═══ Available data ═══

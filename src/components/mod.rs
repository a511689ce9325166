//! UI Components
//!
//! Reusable Leptos components.

mod todo_table;
mod new_todo_form;
mod route_error_notice;
mod diagnostics_panel;

pub use todo_table::TodoTable;
pub use new_todo_form::NewTodoForm;
pub use route_error_notice::RouteErrorNotice;
pub use diagnostics_panel::DiagnosticsPanel;
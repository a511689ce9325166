//! Todo Service Client
//!
//! Abstract interface to the remote todo resource, organized like the
//! backend repository traits: one async method per remote operation.

mod http;
#[cfg(test)]
pub mod testing;

use std::fmt;

use async_trait::async_trait;
use thiserror::Error;

use crate::models::{TodoDraft, TodoItem};

pub use http::HttpTodoService;

/// Remote call that produced an error
#[derive(Debug, Clone, Copy, PartialEq, Eq)]
pub enum Operation {
    List,
    Get,
    Create,
    Update,
    Delete,
}

impl fmt::Display for Operation {
    fn fmt(&self, f: &mut fmt::Formatter<'_>) -> fmt::Result {
        let name = match self {
            Operation::List => "list",
            Operation::Get => "get",
            Operation::Create => "create",
            Operation::Update => "update",
            Operation::Delete => "delete",
        };
        f.write_str(name)
    }
}

/// Failure at the network boundary.
///
/// Connectivity problems, non-2xx statuses and undecodable bodies are not
/// told apart.
#[derive(Debug, Clone, PartialEq, Eq, Error)]
pub enum ApiError {
    #[error("{operation} request failed: {reason}")]
    RequestFailed { operation: Operation, reason: String },
}

impl ApiError {
    pub fn request_failed(operation: Operation, reason: impl fmt::Display) -> Self {
        ApiError::RequestFailed { operation, reason: reason.to_string() }
    }
}

pub type ApiResult<T> = Result<T, ApiError>;

/// Remote todo resource
///
/// Futures are not `Send`: everything runs on the browser event loop.
#[async_trait(?Send)]
pub trait TodoService {
    /// `GET /todos`
    async fn list(&self) -> ApiResult<Vec<TodoItem>>;

    /// `GET /todos/{id}`
    async fn get(&self, id: i64) -> ApiResult<TodoItem>;

    /// `POST /todos`, echoes the created item
    async fn create(&self, draft: &TodoDraft) -> ApiResult<TodoItem>;

    /// `PUT /todos/{id}`, echoes the updated item
    async fn update(&self, id: i64, item: &TodoItem) -> ApiResult<TodoItem>;

    /// `DELETE /todos/{id}`
    async fn delete(&self, id: i64) -> ApiResult<()>;
}
//! List Page
//!
//! Root view: the first page of todos plus the inline create workflow.

use leptos::prelude::*;
use leptos_router::hooks::use_navigate;

use crate::components::{NewTodoForm, TodoTable};
use crate::context::use_todo_service;
use crate::models::FieldUpdate;
use crate::routes;
use crate::store::{
    new_list_store, store_apply, store_draft, store_draft_snapshot, store_draft_visible,
    store_items, ListEvent,
};
use crate::tasks::TaskScope;
use crate::view_model;

#[component]
pub fn ListPage() -> impl IntoView {
    let service = StoredValue::new(use_todo_service());
    let tasks = StoredValue::new(TaskScope::for_current_owner());
    let navigate = StoredValue::new(use_navigate());
    let store = new_list_store();

    // Initial load
    {
        let service = service.get_value();
        let limit = service.config().list_limit;
        tasks.with_value(|tasks| {
            tasks.spawn(async move {
                match view_model::load_initial(&service, limit).await {
                    Ok(event) => store_apply(&store, event),
                    Err(err) => log::error!("Error fetching data: {}", err),
                }
            })
        });
    }

    let on_edit = Callback::new(move |id: i64| {
        let navigate = navigate.get_value();
        navigate(&routes::edit_href(id), Default::default());
    });

    let on_delete = Callback::new(move |(index, id): (usize, i64)| {
        let service = service.get_value();
        tasks.with_value(|tasks| {
            tasks.spawn(async move {
                match view_model::delete_todo(&service, index, id).await {
                    Ok(event) => store_apply(&store, event),
                    Err(err) => log::error!("Error deleting data: {}", err),
                }
            })
        });
    });

    let on_draft_change = Callback::new(move |update: FieldUpdate| {
        store_apply(&store, ListEvent::DraftChanged(update));
    });

    let on_create = Callback::new(move |_: ()| {
        let service = service.get_value();
        let draft = store_draft_snapshot(&store);
        tasks.with_value(|tasks| {
            tasks.spawn(async move {
                match view_model::submit_create(&service, &draft).await {
                    Ok(event) => store_apply(&store, event),
                    Err(err) => log::error!("Error adding data: {}", err),
                }
            })
        });
    });

    let on_cancel = Callback::new(move |_: ()| store_apply(&store, ListEvent::CancelCreate));

    view! {
        <div class="container dashboard">
            <h1>"Dashboard"</h1>

            <TodoTable
                items=Signal::derive(move || store_items(&store))
                on_edit=on_edit
                on_delete=on_delete
            />

            <Show
                when=move || store_draft_visible(&store)
                fallback=move || view! {
                    <button class="add-btn" on:click=move |_| store_apply(&store, ListEvent::BeginCreate)>
                        "Add New"
                    </button>
                }
            >
                <NewTodoForm
                    draft=Signal::derive(move || store_draft(&store))
                    on_change=on_draft_change
                    on_submit=on_create
                    on_cancel=on_cancel
                />
            </Show>
        </div>
    }
}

═══

### Task goal
After checking the entries, state how many lines contain "Callback", and write nothing but the number.

### Written solution
5